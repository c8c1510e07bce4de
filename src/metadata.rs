#![forbid(unsafe_code)]

use std::time::Duration;

use serde::{Deserialize, Serialize};

use crate::error::KingdomError;

const FETCH_TIMEOUT: Duration = Duration::from_secs(30);

#[derive(Clone, Debug, PartialEq, Serialize, Deserialize)]
pub struct NftAttribute {
    pub trait_type: String,
    pub value: serde_json::Value,
}

/// Off-chain metadata document, as hosted at the uri stored in the on-chain
/// metadata account. Display-only fields (location, organisation, price,
/// duration, ...) vary per document and are kept as an open map.
#[derive(Clone, Debug, PartialEq, Serialize, Deserialize)]
pub struct NftDocument {
    pub name: String,
    #[serde(default)]
    pub description: String,
    #[serde(default)]
    pub symbol: Option<String>,
    pub image: String,
    #[serde(default)]
    pub attributes: Vec<NftAttribute>,
    #[serde(flatten)]
    pub extra: serde_json::Map<String, serde_json::Value>,
}

/// Conservation cause category, carried as the first attribute's trait type.
#[derive(Clone, Copy, Debug, PartialEq, Eq)]
pub enum Category {
    Animal,
    Oceans,
    Land,
    Youth,
}

impl Category {
    pub fn from_trait_type(trait_type: &str) -> Option<Self> {
        match trait_type {
            "Animal" => Some(Category::Animal),
            "Oceans" => Some(Category::Oceans),
            "Land" => Some(Category::Land),
            "Youth" => Some(Category::Youth),
            _ => None,
        }
    }
}

impl NftDocument {
    pub fn category(&self) -> Option<Category> {
        self.attributes
            .first()
            .and_then(|a| Category::from_trait_type(&a.trait_type))
    }
}

/// Loads metadata documents. Production uses HTTP; tests script responses.
#[allow(async_fn_in_trait)]
pub trait MetadataFetcher {
    async fn fetch(&self, uri: &str) -> Result<NftDocument, KingdomError>;
}

pub struct HttpMetadataFetcher {
    http: reqwest::Client,
}

impl HttpMetadataFetcher {
    pub fn new() -> Result<Self, KingdomError> {
        let http = reqwest::Client::builder()
            .timeout(FETCH_TIMEOUT)
            .build()
            .map_err(|e| KingdomError::NetworkFailure(e.to_string()))?;
        Ok(Self { http })
    }
}

impl MetadataFetcher for HttpMetadataFetcher {
    async fn fetch(&self, uri: &str) -> Result<NftDocument, KingdomError> {
        let response = self
            .http
            .get(uri)
            .send()
            .await
            .map_err(|e| KingdomError::NetworkFailure(format!("{uri}: {e}")))?;
        let status = response.status();
        if !status.is_success() {
            return Err(KingdomError::NetworkFailure(format!(
                "{uri}: http status {status}"
            )));
        }
        response
            .json::<NftDocument>()
            .await
            .map_err(|e| KingdomError::Malformed(format!("{uri}: {e}")))
    }
}
#![forbid(unsafe_code)]

use solana_client::client_error::ClientError;
use solana_sdk::{pubkey::Pubkey, signature::Signature};
use thiserror::Error;

/// Client-side failure taxonomy.
///
/// Every operation in this crate reports one of these kinds; callers decide
/// per kind whether to retry, surface, or abort. Nothing in the crate retries
/// automatically.
#[derive(Debug, Error)]
pub enum KingdomError {
    // Input
    #[error("invalid input: {0}")]
    InvalidInput(String),

    // Lookup
    #[error("account not found: {0}")]
    NotFound(Pubkey),

    // Transport
    #[error("network failure: {0}")]
    NetworkFailure(String),
    #[error("confirmation timed out for {0}")]
    ConfirmationTimeout(Signature),

    // Chain
    #[error("transaction rejected by the chain: {0}")]
    ChainRejected(String),

    // Decode (account bytes or off-chain document)
    #[error("malformed data: {0}")]
    Malformed(String),

    // Coordination
    #[error("a submission is already in flight")]
    AlreadyInFlight,
    #[error("fetch superseded by a newer request")]
    Cancelled,
}

impl KingdomError {
    /// Transient failures a caller may reasonably re-attempt. A timed-out
    /// confirmation is retryable as a status query, not as a blind resend.
    pub fn is_retryable(&self) -> bool {
        matches!(
            self,
            KingdomError::NetworkFailure(_) | KingdomError::ConfirmationTimeout(_)
        )
    }
}

impl From<ClientError> for KingdomError {
    fn from(e: ClientError) -> Self {
        match e.get_transaction_error() {
            Some(tx_err) => KingdomError::ChainRejected(tx_err.to_string()),
            None => KingdomError::NetworkFailure(e.to_string()),
        }
    }
}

Exercise objective »
Your answer must be the lines from the first line of the records through the line containing "const FETCH_TIMEOUT: Duration", copied exactly.

Output for this exercise »
repository c8c1510e07bce4de
filename src/metadata.rs
#![forbid(unsafe_code)]

use std::time::Duration;

use serde::{Deserialize, Serialize};

use crate::error::KingdomError;

const FETCH_TIMEOUT: Duration = Duration::from_secs(30);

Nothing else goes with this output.